== PROBLEM TO WORK ON ==
Below are records; repeat them all exactly.

BEGIN INFORMATION SHOWN

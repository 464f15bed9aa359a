//! Web-app manifest model.

use serde::Serialize;

/// An icon entry in the manifest.
#[derive(Debug, Clone, Serialize)]
pub struct ManifestIcon {
    pub src: String,
    pub sizes: String,
    #[serde(rename = "type")]
    pub mime_type: String,
}

/// The `manifest.webmanifest` document.
#[derive(Debug, Clone, Serialize)]
pub struct WebManifest {
    pub name: String,
    pub short_name: String,
    pub description: String,
    pub start_url: String,
    pub display: String,
    pub background_color: String,
    pub theme_color: String,
    pub icons: Vec<ManifestIcon>,
}

impl Default for WebManifest {
    fn default() -> Self {
        Self {
            name: "The Meme Lore".to_string(),
            short_name: "Meme Lore".to_string(),
            description: "The Archive of Internet Culture".to_string(),
            start_url: "/".to_string(),
            display: "standalone".to_string(),
            background_color: "#000000".to_string(),
            theme_color: "#000000".to_string(),
            icons: vec![ManifestIcon {
                src: "/favicon.ico".to_string(),
                sizes: "any".to_string(),
                mime_type: "image/x-icon".to_string(),
            }],
        }
    }
}

impl WebManifest {
    /// Serialize to the manifest file body.
    pub fn to_json(&self) -> Result<String, serde_json::Error> {
        serde_json::to_string_pretty(self)
    }
}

END INFORMATION SHOWN

== RESPONSE TO THE TASK ==
repository 464f15bed9aa359a
//! Web-app manifest model.

use serde::Serialize;

/// An icon entry in the manifest.
#[derive(Debug, Clone, Serialize)]
pub struct ManifestIcon {
    pub src: String,
    pub sizes: String,
    #[serde(rename = "type")]
    pub mime_type: String,
}

/// The `manifest.webmanifest` document.
#[derive(Debug, Clone, Serialize)]
pub struct WebManifest {
    pub name: String,
    pub short_name: String,
    pub description: String,
    pub start_url: String,
    pub display: String,
    pub background_color: String,
    pub theme_color: String,
    pub icons: Vec<ManifestIcon>,
}

impl Default for WebManifest {
    fn default() -> Self {
        Self {
            name: "The Meme Lore".to_string(),
            short_name: "Meme Lore".to_string(),
            description: "The Archive of Internet Culture".to_string(),
            start_url: "/".to_string(),
            display: "standalone".to_string(),
            background_color: "#000000".to_string(),
            theme_color: "#000000".to_string(),
            icons: vec![ManifestIcon {
                src: "/favicon.ico".to_string(),
                sizes: "any".to_string(),
                mime_type: "image/x-icon".to_string(),
            }],
        }
    }
}

impl WebManifest {
    /// Serialize to the manifest file body.
    pub fn to_json(&self) -> Result<String, serde_json::Error> {
        serde_json::to_string_pretty(self)
    }
}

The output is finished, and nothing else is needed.